WORK ORDER: All of the records must be restated exactly, with every line complete.

** Opening SOURCE DATA block **

use crate::common::Value;
use crate::errors::CouchmapResult;
use crate::mapping::{MappedEntity, PersistentEntity};
use crate::query::{build_query, Consistency, Page, PageRequest, SelectBuilder};
use crate::repository::{
    count_from_rows, CouchbaseTemplate, N1qlExecution, QueryExecution, QueryMethod, QueryOutcome,
    StringN1qlQuery,
};
use std::sync::Arc;

/// CRUD operations and query methods for one entity type.
pub struct CouchbaseRepository<T> {
    template: CouchbaseTemplate,
    entity: Arc<PersistentEntity<T>>,
    consistency: Consistency,
}

impl<T: MappedEntity> CouchbaseRepository<T> {
    pub fn new(
        template: CouchbaseTemplate,
        entity: Arc<PersistentEntity<T>>,
        consistency: Consistency,
    ) -> Self {
        CouchbaseRepository {
            template,
            entity,
            consistency,
        }
    }

    pub fn entity(&self) -> &PersistentEntity<T> {
        &self.entity
    }

    pub fn consistency(&self) -> Consistency {
        self.consistency
    }

    pub fn template(&self) -> &CouchbaseTemplate {
        &self.template
    }

    /// Saves `entity` and returns its new CAS.
    pub fn save(&self, entity: &T) -> CouchmapResult<u64> {
        self.template.save(entity)
    }

    pub fn insert(&self, entity: &T) -> CouchmapResult<u64> {
        self.template.insert(entity)
    }

    pub fn find_by_id(&self, id: &str) -> CouchmapResult<Option<T>> {
        self.template.find_by_id(id)
    }

    pub fn exists_by_id(&self, id: &str) -> CouchmapResult<bool> {
        self.template.exists(id)
    }

    pub fn delete_by_id(&self, id: &str) -> CouchmapResult<()> {
        self.template.remove_by_id(id)
    }

    /// Finds all entities of this type, one page at a time.
    ///
    /// Documents are told apart by the type key. Without one, every document
    /// of the bucket is taken to be of this type.
    pub fn find_all(&self, page: PageRequest) -> CouchmapResult<Page<T>> {
        let select = self.select_all();
        let content = select.clone().limit(page.page_size()).offset(page.offset());
        let scan_consistency = self.consistency.query_consistency();
        self.execution().execute_paged(
            &build_query(select.build_count(), vec![], scan_consistency),
            &build_query(content.build(), vec![], scan_consistency),
            page,
        )
    }

    /// Counts the entities of this type.
    pub fn count(&self) -> CouchmapResult<u64> {
        let query = build_query(
            self.select_all().build_count(),
            vec![],
            self.consistency.query_consistency(),
        );
        let result = self.template.query_n1ql(&query)?;
        count_from_rows(result.rows(), query.statement())
    }

    /// Declares a query method backed by a statement template.
    pub fn string_query(&self, template: &str, method: QueryMethod) -> StringN1qlQuery<T> {
        StringN1qlQuery::new(
            template,
            method,
            self.consistency,
            self.execution(),
            self.template.bucket_name(),
        )
    }

    /// Declares and runs a query method in one go.
    pub fn query(
        &self,
        template: &str,
        method: QueryMethod,
        args: Vec<Value>,
        page: Option<PageRequest>,
    ) -> CouchmapResult<QueryOutcome<T>> {
        self.string_query(template, method).execute(args, page)
    }

    fn execution(&self) -> N1qlExecution<T> {
        N1qlExecution::new(self.template.client().clone(), self.template.converter().clone())
    }

    fn select_all(&self) -> SelectBuilder {
        let select = SelectBuilder::new(self.template.bucket_name());
        match self.template.converter().type_key() {
            Some(type_key) => select.type_filter(type_key, self.entity.name()),
            None => select,
        }
    }
}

** Closing SOURCE DATA block **

WRITTEN SOLUTION:
use crate::common::Value;
use crate::errors::CouchmapResult;
use crate::mapping::{MappedEntity, PersistentEntity};
use crate::query::{build_query, Consistency, Page, PageRequest, SelectBuilder};
use crate::repository::{
    count_from_rows, CouchbaseTemplate, N1qlExecution, QueryExecution, QueryMethod, QueryOutcome,
    StringN1qlQuery,
};
use std::sync::Arc;

/// CRUD operations and query methods for one entity type.
pub struct CouchbaseRepository<T> {
    template: CouchbaseTemplate,
    entity: Arc<PersistentEntity<T>>,
    consistency: Consistency,
}

impl<T: MappedEntity> CouchbaseRepository<T> {
    pub fn new(
        template: CouchbaseTemplate,
        entity: Arc<PersistentEntity<T>>,
        consistency: Consistency,
    ) -> Self {
        CouchbaseRepository {
            template,
            entity,
            consistency,
        }
    }

    pub fn entity(&self) -> &PersistentEntity<T> {
        &self.entity
    }

    pub fn consistency(&self) -> Consistency {
        self.consistency
    }

    pub fn template(&self) -> &CouchbaseTemplate {
        &self.template
    }

    /// Saves `entity` and returns its new CAS.
    pub fn save(&self, entity: &T) -> CouchmapResult<u64> {
        self.template.save(entity)
    }

    pub fn insert(&self, entity: &T) -> CouchmapResult<u64> {
        self.template.insert(entity)
    }

    pub fn find_by_id(&self, id: &str) -> CouchmapResult<Option<T>> {
        self.template.find_by_id(id)
    }

    pub fn exists_by_id(&self, id: &str) -> CouchmapResult<bool> {
        self.template.exists(id)
    }

    pub fn delete_by_id(&self, id: &str) -> CouchmapResult<()> {
        self.template.remove_by_id(id)
    }

    /// Finds all entities of this type, one page at a time.
    ///
    /// Documents are told apart by the type key. Without one, every document
    /// of the bucket is taken to be of this type.
    pub fn find_all(&self, page: PageRequest) -> CouchmapResult<Page<T>> {
        let select = self.select_all();
        let content = select.clone().limit(page.page_size()).offset(page.offset());
        let scan_consistency = self.consistency.query_consistency();
        self.execution().execute_paged(
            &build_query(select.build_count(), vec![], scan_consistency),
            &build_query(content.build(), vec![], scan_consistency),
            page,
        )
    }

    /// Counts the entities of this type.
    pub fn count(&self) -> CouchmapResult<u64> {
        let query = build_query(
            self.select_all().build_count(),
            vec![],
            self.consistency.query_consistency(),
        );
        let result = self.template.query_n1ql(&query)?;
        count_from_rows(result.rows(), query.statement())
    }

    /// Declares a query method backed by a statement template.
    pub fn string_query(&self, template: &str, method: QueryMethod) -> StringN1qlQuery<T> {
        StringN1qlQuery::new(
            template,
            method,
            self.consistency,
            self.execution(),
            self.template.bucket_name(),
        )
    }

    /// Declares and runs a query method in one go.
    pub fn query(
        &self,
        template: &str,
        method: QueryMethod,
        args: Vec<Value>,
        page: Option<PageRequest>,
    ) -> CouchmapResult<QueryOutcome<T>> {
        self.string_query(template, method).execute(args, page)
    }

    fn execution(&self) -> N1qlExecution<T> {
        N1qlExecution::new(self.template.client().clone(), self.template.converter().clone())
    }

    fn select_all(&self) -> SelectBuilder {
        let select = SelectBuilder::new(self.template.bucket_name());
        match self.template.converter().type_key() {
            Some(type_key) => select.type_filter(type_key, self.entity.name()),
            None => select,
        }
    }
}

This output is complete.